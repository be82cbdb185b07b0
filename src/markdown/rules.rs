//! Ordered rewrite rules for the markdown subset.
//!
//! Every output mode is an ordered list of `pattern → replacement` rules.
//! Precedence is the order of the list: a rule only ever sees the output of
//! the rules before it, and replacements emit resolved target markup rather
//! than markdown, so later rules do not re-enter consumed spans.

use std::borrow::Cow;
use std::sync::OnceLock;

use regex::{Captures, Regex};

/// How a rule rewrites its matches.
#[derive(Clone, Copy)]
pub enum Replacement {
    /// A `regex` replacement template (`${1}` style group references).
    Template(&'static str),
    /// A function computing the replacement from the match.
    Func(fn(&Captures<'_>) -> String),
}

/// A single named rewrite rule.
#[derive(Clone)]
pub struct Rule {
    name: &'static str,
    pattern: Regex,
    replacement: Replacement,
}

impl Rule {
    /// Create a rule from a constant pattern and a replacement template.
    pub fn template(name: &'static str, pattern: &str, template: &'static str) -> Self {
        Self::new(name, pattern, Replacement::Template(template))
    }

    /// Create a rule whose replacement is computed by a function.
    pub fn func(name: &'static str, pattern: &str, func: fn(&Captures<'_>) -> String) -> Self {
        Self::new(name, pattern, Replacement::Func(func))
    }

    fn new(name: &'static str, pattern: &str, replacement: Replacement) -> Self {
        Self {
            name,
            pattern: Regex::new(pattern).unwrap(),
            replacement,
        }
    }

    /// Rule name, used in debug logging and tests.
    pub fn name(&self) -> &'static str {
        self.name
    }

    /// Apply this rule to every match in `text`.
    pub fn apply<'t>(&self, text: &'t str) -> Cow<'t, str> {
        match self.replacement {
            Replacement::Template(template) => self.pattern.replace_all(text, template),
            Replacement::Func(func) => self.pattern.replace_all(text, func),
        }
    }
}

impl std::fmt::Debug for Rule {
    fn fmt(&self, f: &mut std::fmt::Formatter<'_>) -> std::fmt::Result {
        f.debug_struct("Rule")
            .field("name", &self.name)
            .field("pattern", &self.pattern.as_str())
            .finish()
    }
}

/// An ordered list of rules applied one after another.
#[derive(Debug, Clone, Default)]
pub struct RuleSet {
    rules: Vec<Rule>,
}

impl RuleSet {
    /// Create an empty rule set.
    pub fn new() -> Self {
        Self::default()
    }

    /// Append a rule; it runs after every rule already in the set.
    pub fn push(&mut self, rule: Rule) {
        self.rules.push(rule);
    }

    /// Builder form of [`RuleSet::push`].
    pub fn with(mut self, rule: Rule) -> Self {
        self.push(rule);
        self
    }

    /// Names of the rules in application order.
    pub fn names(&self) -> Vec<&'static str> {
        self.rules.iter().map(Rule::name).collect()
    }

    /// Number of rules.
    pub fn len(&self) -> usize {
        self.rules.len()
    }

    /// Check if the set has no rules.
    pub fn is_empty(&self) -> bool {
        self.rules.is_empty()
    }

    /// Run every rule in order over `text`.
    pub fn apply(&self, text: &str) -> String {
        let mut output = text.to_string();
        for rule in &self.rules {
            if let Cow::Owned(rewritten) = rule.apply(&output) {
                output = rewritten;
            }
        }
        output
    }

    /// Rules shared by both output modes for emphasis, strongest marker first.
    ///
    /// `templates` holds the replacements for triple (bold+italic), double
    /// (bold) and single (italic) markers, in that order.
    fn emphasis(mut self, templates: [&'static str; 3]) -> Self {
        let [triple, double, single] = templates;
        self.push(Rule::template("strong_em_star", r"\*\*\*(.+?)\*\*\*", triple));
        self.push(Rule::template("strong_star", r"\*\*(.+?)\*\*", double));
        self.push(Rule::template("em_star", r"\*(.+?)\*", single));
        self.push(Rule::template("strong_em_underscore", r"___(.+?)___", triple));
        self.push(Rule::template("strong_underscore", r"__(.+?)__", double));
        self.push(Rule::template("em_underscore", r"_(.+?)_", single));
        self
    }

    /// The HTML rule list, up to but excluding paragraph wrapping.
    pub fn html() -> &'static RuleSet {
        static RULES: OnceLock<RuleSet> = OnceLock::new();
        RULES.get_or_init(|| {
            RuleSet::new()
                .with(Rule::template("h6", r"(?m)^######[ \t]+(.+)$", "<h6>${1}</h6>"))
                .with(Rule::template("h5", r"(?m)^#####[ \t]+(.+)$", "<h5>${1}</h5>"))
                .with(Rule::template("h4", r"(?m)^####[ \t]+(.+)$", "<h4>${1}</h4>"))
                .with(Rule::template("h3", r"(?m)^###[ \t]+(.+)$", "<h3>${1}</h3>"))
                .with(Rule::template("h2", r"(?m)^##[ \t]+(.+)$", "<h2>${1}</h2>"))
                .with(Rule::template("h1", r"(?m)^#[ \t]+(.+)$", "<h1>${1}</h1>"))
                .emphasis([
                    "<strong><em>${1}</em></strong>",
                    "<strong>${1}</strong>",
                    "<em>${1}</em>",
                ])
                .with(Rule::template(
                    "link",
                    r"\[([^\]\n]+)\]\(([^)\n]+)\)",
                    r#"<a href="${2}" target="_blank" rel="noopener">${1}</a>"#,
                ))
                .with(Rule::template("code", r"`([^`\n]+)`", "<code>${1}</code>"))
                .with(Rule::template("rule_dash", r"(?m)^-{3,}$", "<hr>"))
                .with(Rule::template("rule_equals", r"(?m)^={3,}$", "<hr>"))
                .with(Rule::template(
                    "bullet_item",
                    r"(?m)^[ \t]*[*+-][ \t]+(.+)$",
                    "<li>${1}</li>",
                ))
                .with(Rule::template(
                    "ordered_item",
                    r"(?m)^[ \t]*\d+\.[ \t]+(.+)$",
                    "<li>${1}</li>",
                ))
                .with(Rule::func("list_group", r"(?m)(?:^<li>.*</li>$\n?)+", group_list))
        })
    }

    /// The plain-text rule list, including blank-line collapsing.
    pub fn plain_text() -> &'static RuleSet {
        static RULES: OnceLock<RuleSet> = OnceLock::new();
        RULES.get_or_init(|| {
            RuleSet::new()
                .with(Rule::template("strip_tags", r"<[^>\n]*>", ""))
                .with(Rule::template("h6", r"(?m)^######[ \t]+(.+)$", "      ${1}"))
                .with(Rule::template("h5", r"(?m)^#####[ \t]+(.+)$", "     ${1}"))
                .with(Rule::template("h4", r"(?m)^####[ \t]+(.+)$", "    ${1}"))
                .with(Rule::template("h3", r"(?m)^###[ \t]+(.+)$", "\n   ${1}"))
                .with(Rule::template("h2", r"(?m)^##[ \t]+(.+)$", "\n  ${1}"))
                .with(Rule::template("h1", r"(?m)^#[ \t]+(.+)$", "\n${1}\n"))
                .with(Rule::template("table_pipe", r"\|", " | "))
                .emphasis(["${1}", "${1}", "${1}"])
                .with(Rule::template("link", r"\[([^\]\n]+)\]\(([^)\n]+)\)", "${1}"))
                .with(Rule::template("code_fence", r"(?s)```.*?```", ""))
                .with(Rule::template("code", r"`([^`\n]+)`", "${1}"))
                .with(Rule::template("rule_dash", r"(?m)^-{3,}$", ""))
                .with(Rule::template("rule_equals", r"(?m)^={3,}$", ""))
                .with(Rule::template("bullet_item", r"(?m)^[ \t]*[*+-][ \t]+", "  • "))
                .with(Rule::template("blank_lines", r"\n{3,}", "\n\n"))
        })
    }
}

/// Wrap a run of consecutive `<li>` lines in one list container.
///
/// Ordered and unordered items share the container; adjacent runs of both
/// kinds become a single list.
fn group_list(caps: &Captures<'_>) -> String {
    let items = &caps[0];
    if items.ends_with('\n') {
        format!("<ul>\n{}</ul>\n", items)
    } else {
        format!("<ul>\n{}\n</ul>", items)
    }
}
//! JSON rendering of laid-out documents.

use crate::error::{Error, Result};
use crate::layout::PaginatedDocument;

/// JSON output format.
#[derive(Debug, Clone, Copy, PartialEq, Eq, Default)]
pub enum JsonFormat {
    /// Pretty-printed JSON with indentation
    #[default]
    Pretty,
    /// Compact JSON without extra whitespace
    Compact,
}

/// Serialize the pages and draw commands of a document.
///
/// Image bytes are omitted; image entries carry only their size and encoding.
pub fn to_json(doc: &PaginatedDocument, format: JsonFormat) -> Result<String> {
    let result = match format {
        JsonFormat::Pretty => serde_json::to_string_pretty(doc),
        JsonFormat::Compact => serde_json::to_string(doc),
    };

    result.map_err(|e| Error::Render(format!("JSON serialization error: {}", e)))
}
//! # hpcreport
//!
//! Markdown conversion and paginated PDF layout for the UA HPC resources
//! report.
//!
//! The report combines a title page, captured chart images, and a set of
//! markdown documents describing university computing resources. The
//! markdown is converted to HTML for on-screen documentation and to plain
//! text for the PDF, where a layout engine flows it across fixed-size pages.
//!
//! ## Quick Start
//!
//! ```no_run
//! use hpcreport::{markdown_to_html, markdown_to_text};
//!
//! let html = markdown_to_html("# Title\n\nSome *text* here.");
//! let text = markdown_to_text("# Title\n\nSome *text* here.");
//! assert_eq!(text, "Title\n\nSome text here.");
//! # let _ = html;
//! ```
//!
//! ## Features
//!
//! - **Rule-based conversion**: ordered regex rules for HTML and plain text
//! - **Paragraph state machine**: explicit block state for `<p>` wrapping
//! - **Pagination**: cursor-based layout with page breaks and footers
//! - **PDF output**: standard fonts, JPEG charts, compressed content
//! - **Bounded capture**: chart captures time out instead of hanging

pub mod capture;
pub mod content;
pub mod error;
pub mod layout;
pub mod markdown;
pub mod render;
pub mod report;

// Re-export commonly used types
pub use capture::{Bitmap, CaptureError, ChartCapture, DirectoryCapture, NoCapture, TimedCapture};
pub use content::{ContentError, ContentSource, DirectoryContent, EmbeddedContent, Fallback};
pub use error::{Error, Result};
pub use layout::{Align, DrawCommand, FontSpec, LayoutEngine, PageGeometry, PaginatedDocument};
pub use render::{DocumentBackend, JsonFormat, PdfBackend};
pub use report::{ReportBuilder, ReportOptions, ReportStatus, StatusSink, REPORT_FILENAME};

use std::path::Path;

/// Convert markdown to an HTML fragment.
///
/// # Example
///
/// ```
/// use hpcreport::markdown_to_html;
///
/// let html = markdown_to_html("## Puma\n\n- 300 nodes");
/// assert!(html.contains("<h2>Puma</h2>"));
/// assert!(html.contains("<ul>"));
/// ```
pub fn markdown_to_html(markdown: &str) -> String {
    markdown::to_html(markdown)
}

/// Convert markdown to indented plain text.
pub fn markdown_to_text(markdown: &str) -> String {
    markdown::to_plain_text(markdown)
}

/// Render all embedded documents as collapsible HTML sections.
pub fn documentation_html() -> String {
    render::render_documentation(&EmbeddedContent, content::DISPLAY_ORDER)
}

/// Generate the report from embedded content, without charts.
///
/// Each chart page carries the "could not be captured" placeholder.
pub fn generate_report() -> Result<Vec<u8>> {
    report::generate_pdf(&ReportOptions::default(), &EmbeddedContent, &NoCapture)
}

/// Generate the report and save it to `path`.
///
/// Charts are read from `chart_dir` when given (`<id>.jpg`), each capture
/// bounded by the default timeout.
///
/// # Example
///
/// ```no_run
/// use hpcreport::{write_report, REPORT_FILENAME};
///
/// write_report(REPORT_FILENAME, Some("charts")).unwrap();
/// ```
pub fn write_report<P: AsRef<Path>, D: AsRef<Path>>(path: P, chart_dir: Option<D>) -> Result<()> {
    let options = ReportOptions::default();
    let backend = PdfBackend::new().with_title(options.title.as_str());

    match chart_dir {
        Some(dir) => {
            let capture = TimedCapture::with_default_timeout(DirectoryCapture::new(dir.as_ref()));
            ReportBuilder::new(&options, &EmbeddedContent, &capture).write_to(&backend, path.as_ref())
        }
        None => ReportBuilder::new(&options, &EmbeddedContent, &NoCapture)
            .write_to(&backend, path.as_ref()),
    }
}

#[cfg(test)]
mod tests {
    use super::*;

    #[test]
    fn test_markdown_to_text() {
        assert_eq!(
            markdown_to_text("# Title\n\nSome *text* here."),
            "Title\n\nSome text here."
        );
    }

    #[test]
    fn test_documentation_html() {
        let html = documentation_html();
        assert_eq!(html.matches("class=\"doc-collapsible\"").count(), 6);
    }

    #[test]
    fn test_generate_report() {
        let bytes = generate_report().unwrap();
        assert!(bytes.starts_with(b"%PDF-"));
    }
}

----------------

**What this task involves:**
From the records above, transcribe without alteration every line from the one with "fn new(name: &'static" to the one with "in the set.", inclusive.

**Exercise answer:**
    fn new(name: &'static str, pattern: &str, replacement: Replacement) -> Self {
        Self {
            name,
            pattern: Regex::new(pattern).unwrap(),
            replacement,
        }
    }

    /// Rule name, used in debug logging and tests.
    pub fn name(&self) -> &'static str {
        self.name
    }

    /// Apply this rule to every match in `text`.
    pub fn apply<'t>(&self, text: &'t str) -> Cow<'t, str> {
        match self.replacement {
            Replacement::Template(template) => self.pattern.replace_all(text, template),
            Replacement::Func(func) => self.pattern.replace_all(text, func),
        }
    }
}

impl std::fmt::Debug for Rule {
    fn fmt(&self, f: &mut std::fmt::Formatter<'_>) -> std::fmt::Result {
        f.debug_struct("Rule")
            .field("name", &self.name)
            .field("pattern", &self.pattern.as_str())
            .finish()
    }
}

/// An ordered list of rules applied one after another.
#[derive(Debug, Clone, Default)]
pub struct RuleSet {
    rules: Vec<Rule>,
}

impl RuleSet {
    /// Create an empty rule set.
    pub fn new() -> Self {
        Self::default()
    }

    /// Append a rule; it runs after every rule already in the set.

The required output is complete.